Aim of the exercise = Pull out each line of the data that includes the word "switch".

Input material =
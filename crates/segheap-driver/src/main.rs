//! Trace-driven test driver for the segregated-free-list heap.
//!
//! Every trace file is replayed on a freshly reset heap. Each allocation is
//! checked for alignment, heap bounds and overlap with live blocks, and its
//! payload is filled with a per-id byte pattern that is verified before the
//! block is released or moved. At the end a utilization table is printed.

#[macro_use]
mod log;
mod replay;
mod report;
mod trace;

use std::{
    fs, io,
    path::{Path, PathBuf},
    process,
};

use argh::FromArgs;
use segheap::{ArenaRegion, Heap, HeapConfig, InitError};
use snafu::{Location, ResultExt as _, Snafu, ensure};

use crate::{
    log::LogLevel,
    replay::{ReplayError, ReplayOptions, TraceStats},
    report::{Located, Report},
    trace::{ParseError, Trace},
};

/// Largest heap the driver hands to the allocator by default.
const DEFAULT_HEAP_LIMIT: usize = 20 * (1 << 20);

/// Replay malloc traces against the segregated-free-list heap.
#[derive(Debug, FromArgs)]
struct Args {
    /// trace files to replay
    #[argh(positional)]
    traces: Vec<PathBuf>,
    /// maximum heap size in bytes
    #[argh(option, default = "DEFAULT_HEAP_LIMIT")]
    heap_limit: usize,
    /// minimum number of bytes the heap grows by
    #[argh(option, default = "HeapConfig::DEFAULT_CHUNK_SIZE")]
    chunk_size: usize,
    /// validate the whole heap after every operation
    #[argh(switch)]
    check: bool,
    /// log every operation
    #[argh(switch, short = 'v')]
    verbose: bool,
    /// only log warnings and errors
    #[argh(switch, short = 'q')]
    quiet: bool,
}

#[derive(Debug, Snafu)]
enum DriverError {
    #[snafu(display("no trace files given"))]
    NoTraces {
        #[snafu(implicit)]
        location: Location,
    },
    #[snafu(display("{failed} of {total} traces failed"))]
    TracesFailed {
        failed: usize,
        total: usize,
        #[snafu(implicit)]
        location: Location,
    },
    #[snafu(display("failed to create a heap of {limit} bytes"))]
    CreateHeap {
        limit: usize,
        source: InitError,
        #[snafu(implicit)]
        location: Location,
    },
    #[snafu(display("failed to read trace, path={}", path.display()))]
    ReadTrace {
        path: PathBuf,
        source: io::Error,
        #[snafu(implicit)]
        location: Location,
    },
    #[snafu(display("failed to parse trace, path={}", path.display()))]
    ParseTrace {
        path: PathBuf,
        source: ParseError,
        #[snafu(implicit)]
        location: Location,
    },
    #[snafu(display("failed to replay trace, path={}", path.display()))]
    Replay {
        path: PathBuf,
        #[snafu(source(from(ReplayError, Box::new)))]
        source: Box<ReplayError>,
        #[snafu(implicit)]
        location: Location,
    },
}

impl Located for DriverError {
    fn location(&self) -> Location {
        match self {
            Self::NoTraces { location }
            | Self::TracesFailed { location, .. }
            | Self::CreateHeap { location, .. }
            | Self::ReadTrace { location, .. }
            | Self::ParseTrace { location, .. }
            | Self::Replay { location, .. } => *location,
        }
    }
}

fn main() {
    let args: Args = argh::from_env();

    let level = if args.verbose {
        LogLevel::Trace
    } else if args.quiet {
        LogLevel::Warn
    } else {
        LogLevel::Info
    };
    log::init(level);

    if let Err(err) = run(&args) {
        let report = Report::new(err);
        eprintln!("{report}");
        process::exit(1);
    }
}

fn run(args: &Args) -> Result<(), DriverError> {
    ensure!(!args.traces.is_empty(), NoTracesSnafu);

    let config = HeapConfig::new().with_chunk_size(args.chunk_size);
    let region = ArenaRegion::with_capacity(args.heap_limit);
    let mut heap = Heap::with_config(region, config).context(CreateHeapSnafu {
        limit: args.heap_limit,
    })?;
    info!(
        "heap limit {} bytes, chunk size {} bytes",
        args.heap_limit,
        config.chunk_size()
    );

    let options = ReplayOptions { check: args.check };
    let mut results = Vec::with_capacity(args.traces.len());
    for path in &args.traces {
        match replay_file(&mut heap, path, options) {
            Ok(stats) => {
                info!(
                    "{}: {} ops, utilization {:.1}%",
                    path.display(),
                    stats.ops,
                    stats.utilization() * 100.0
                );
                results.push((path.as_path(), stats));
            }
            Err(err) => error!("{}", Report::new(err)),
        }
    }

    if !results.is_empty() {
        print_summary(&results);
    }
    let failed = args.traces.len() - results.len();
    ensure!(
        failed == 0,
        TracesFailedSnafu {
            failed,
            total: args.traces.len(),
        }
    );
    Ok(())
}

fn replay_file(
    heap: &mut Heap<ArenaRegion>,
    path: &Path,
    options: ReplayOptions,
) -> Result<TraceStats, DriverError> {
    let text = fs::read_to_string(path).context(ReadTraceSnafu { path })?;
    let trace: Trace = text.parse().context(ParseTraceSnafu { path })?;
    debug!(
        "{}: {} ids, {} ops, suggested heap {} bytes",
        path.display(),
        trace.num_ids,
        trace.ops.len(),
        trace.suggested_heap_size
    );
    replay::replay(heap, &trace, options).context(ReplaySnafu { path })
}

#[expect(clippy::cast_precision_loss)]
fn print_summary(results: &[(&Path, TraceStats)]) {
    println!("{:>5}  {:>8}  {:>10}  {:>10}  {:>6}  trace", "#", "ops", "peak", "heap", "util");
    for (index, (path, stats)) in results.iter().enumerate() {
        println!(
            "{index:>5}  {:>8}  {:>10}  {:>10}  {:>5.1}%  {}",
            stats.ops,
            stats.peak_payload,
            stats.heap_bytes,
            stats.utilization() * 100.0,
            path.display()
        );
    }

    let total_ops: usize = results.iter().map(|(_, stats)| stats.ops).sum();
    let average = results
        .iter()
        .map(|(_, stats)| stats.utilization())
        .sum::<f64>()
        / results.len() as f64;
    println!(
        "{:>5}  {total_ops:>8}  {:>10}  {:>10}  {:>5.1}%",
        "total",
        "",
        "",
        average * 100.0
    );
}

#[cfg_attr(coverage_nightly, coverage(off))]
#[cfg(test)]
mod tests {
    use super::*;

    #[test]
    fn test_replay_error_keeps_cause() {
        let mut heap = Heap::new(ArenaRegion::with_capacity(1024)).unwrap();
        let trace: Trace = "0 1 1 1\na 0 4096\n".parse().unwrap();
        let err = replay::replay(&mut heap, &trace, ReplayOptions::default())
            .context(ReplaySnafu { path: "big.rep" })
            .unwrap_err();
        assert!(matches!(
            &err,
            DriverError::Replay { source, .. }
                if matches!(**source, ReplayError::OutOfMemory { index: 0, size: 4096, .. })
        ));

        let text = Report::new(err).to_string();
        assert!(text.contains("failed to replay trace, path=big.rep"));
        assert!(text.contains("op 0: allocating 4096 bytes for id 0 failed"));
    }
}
--
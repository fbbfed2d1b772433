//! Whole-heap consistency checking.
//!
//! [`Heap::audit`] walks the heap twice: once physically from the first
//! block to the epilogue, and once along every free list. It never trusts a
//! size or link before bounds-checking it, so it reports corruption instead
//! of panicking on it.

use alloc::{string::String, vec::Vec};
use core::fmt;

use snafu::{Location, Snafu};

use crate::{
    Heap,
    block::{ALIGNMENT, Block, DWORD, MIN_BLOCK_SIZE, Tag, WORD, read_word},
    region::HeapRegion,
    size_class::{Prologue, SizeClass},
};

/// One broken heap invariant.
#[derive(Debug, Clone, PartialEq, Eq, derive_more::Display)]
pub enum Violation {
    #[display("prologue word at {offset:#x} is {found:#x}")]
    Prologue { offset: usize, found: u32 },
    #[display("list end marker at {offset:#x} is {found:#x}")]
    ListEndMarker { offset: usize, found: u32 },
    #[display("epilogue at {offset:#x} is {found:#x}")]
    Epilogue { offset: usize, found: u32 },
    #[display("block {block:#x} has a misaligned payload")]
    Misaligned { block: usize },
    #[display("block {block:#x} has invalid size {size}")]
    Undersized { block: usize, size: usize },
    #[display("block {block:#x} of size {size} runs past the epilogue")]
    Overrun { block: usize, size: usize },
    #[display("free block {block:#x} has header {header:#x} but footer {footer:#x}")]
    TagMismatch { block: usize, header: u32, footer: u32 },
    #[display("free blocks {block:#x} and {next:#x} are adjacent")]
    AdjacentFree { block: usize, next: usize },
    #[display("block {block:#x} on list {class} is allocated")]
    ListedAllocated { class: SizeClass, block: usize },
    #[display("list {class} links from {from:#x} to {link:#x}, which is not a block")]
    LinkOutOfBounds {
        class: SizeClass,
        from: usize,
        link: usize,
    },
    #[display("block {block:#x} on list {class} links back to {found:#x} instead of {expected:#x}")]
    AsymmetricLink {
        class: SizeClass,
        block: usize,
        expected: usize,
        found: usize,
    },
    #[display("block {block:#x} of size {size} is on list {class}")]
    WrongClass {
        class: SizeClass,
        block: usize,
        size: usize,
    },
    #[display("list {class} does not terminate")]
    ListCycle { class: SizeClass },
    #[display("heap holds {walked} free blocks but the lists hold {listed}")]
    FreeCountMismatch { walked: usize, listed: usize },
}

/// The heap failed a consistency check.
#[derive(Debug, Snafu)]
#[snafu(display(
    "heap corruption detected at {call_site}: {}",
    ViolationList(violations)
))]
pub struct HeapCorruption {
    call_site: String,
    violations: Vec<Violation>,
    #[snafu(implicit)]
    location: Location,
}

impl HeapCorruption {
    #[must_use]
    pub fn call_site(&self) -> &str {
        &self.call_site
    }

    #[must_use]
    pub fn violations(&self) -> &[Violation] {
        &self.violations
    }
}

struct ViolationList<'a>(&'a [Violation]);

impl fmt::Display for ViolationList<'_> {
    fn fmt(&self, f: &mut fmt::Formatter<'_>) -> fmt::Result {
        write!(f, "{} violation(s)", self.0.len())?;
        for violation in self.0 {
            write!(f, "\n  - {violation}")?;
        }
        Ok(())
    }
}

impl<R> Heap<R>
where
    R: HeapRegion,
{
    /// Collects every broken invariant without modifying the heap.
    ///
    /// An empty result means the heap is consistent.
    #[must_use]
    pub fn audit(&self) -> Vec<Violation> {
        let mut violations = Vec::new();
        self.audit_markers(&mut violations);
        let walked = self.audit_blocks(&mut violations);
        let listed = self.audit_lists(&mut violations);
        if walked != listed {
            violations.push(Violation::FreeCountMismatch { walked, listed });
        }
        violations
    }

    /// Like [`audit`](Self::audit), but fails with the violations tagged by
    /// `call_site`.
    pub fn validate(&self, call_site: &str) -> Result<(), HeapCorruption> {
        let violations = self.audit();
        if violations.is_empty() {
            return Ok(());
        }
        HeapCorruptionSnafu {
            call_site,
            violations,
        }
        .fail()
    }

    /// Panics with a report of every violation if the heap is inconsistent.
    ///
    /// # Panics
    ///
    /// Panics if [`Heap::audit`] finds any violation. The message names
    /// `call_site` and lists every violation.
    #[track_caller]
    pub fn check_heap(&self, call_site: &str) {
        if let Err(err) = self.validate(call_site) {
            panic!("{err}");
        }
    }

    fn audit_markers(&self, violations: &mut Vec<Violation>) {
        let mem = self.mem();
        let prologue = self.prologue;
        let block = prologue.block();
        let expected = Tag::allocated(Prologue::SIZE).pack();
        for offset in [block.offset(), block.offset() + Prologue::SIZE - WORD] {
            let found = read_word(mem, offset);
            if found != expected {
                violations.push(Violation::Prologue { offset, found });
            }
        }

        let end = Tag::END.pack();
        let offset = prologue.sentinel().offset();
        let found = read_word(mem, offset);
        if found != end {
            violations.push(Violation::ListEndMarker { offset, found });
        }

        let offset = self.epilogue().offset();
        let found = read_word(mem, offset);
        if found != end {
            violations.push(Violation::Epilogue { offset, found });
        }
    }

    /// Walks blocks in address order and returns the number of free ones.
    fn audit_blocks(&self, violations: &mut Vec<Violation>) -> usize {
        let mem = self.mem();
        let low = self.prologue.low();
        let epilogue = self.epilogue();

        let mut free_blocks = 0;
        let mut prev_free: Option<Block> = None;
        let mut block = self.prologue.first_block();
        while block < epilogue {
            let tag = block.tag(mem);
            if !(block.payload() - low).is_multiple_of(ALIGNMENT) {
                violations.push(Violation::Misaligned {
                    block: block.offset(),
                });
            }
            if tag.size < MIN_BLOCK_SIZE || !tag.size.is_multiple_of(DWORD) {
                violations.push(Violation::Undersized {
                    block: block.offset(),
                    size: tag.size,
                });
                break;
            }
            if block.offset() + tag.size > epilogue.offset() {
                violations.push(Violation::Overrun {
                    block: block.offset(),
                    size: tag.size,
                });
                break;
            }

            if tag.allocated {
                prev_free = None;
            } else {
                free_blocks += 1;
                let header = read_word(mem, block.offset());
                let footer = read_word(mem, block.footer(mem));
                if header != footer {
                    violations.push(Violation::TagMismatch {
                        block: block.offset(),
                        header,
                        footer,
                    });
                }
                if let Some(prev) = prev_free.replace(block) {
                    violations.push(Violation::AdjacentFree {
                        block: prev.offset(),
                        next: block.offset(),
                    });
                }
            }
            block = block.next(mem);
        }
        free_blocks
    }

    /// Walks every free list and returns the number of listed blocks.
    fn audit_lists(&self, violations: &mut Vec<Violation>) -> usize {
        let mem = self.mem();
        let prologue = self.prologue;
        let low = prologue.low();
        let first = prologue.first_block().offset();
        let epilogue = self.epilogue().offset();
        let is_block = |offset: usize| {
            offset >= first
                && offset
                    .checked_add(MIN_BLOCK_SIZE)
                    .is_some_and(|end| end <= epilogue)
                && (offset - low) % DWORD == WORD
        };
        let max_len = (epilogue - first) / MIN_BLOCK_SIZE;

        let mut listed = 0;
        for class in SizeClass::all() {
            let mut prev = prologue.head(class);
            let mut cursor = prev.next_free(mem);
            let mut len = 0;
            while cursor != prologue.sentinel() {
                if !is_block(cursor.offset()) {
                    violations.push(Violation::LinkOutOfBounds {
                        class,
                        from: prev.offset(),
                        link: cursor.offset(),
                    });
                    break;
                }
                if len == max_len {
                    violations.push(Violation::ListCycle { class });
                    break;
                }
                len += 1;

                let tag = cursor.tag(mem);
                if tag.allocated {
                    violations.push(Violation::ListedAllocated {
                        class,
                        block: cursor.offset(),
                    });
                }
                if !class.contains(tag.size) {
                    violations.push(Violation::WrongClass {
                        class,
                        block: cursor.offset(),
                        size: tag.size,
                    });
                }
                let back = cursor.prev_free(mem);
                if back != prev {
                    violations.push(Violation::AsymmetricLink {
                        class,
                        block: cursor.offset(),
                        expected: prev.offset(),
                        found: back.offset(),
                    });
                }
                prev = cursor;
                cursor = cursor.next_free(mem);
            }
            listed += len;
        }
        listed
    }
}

Answer =
    #[argh(switch)]
    #[argh(switch, short = 'v')]
    #[argh(switch, short = 'q')]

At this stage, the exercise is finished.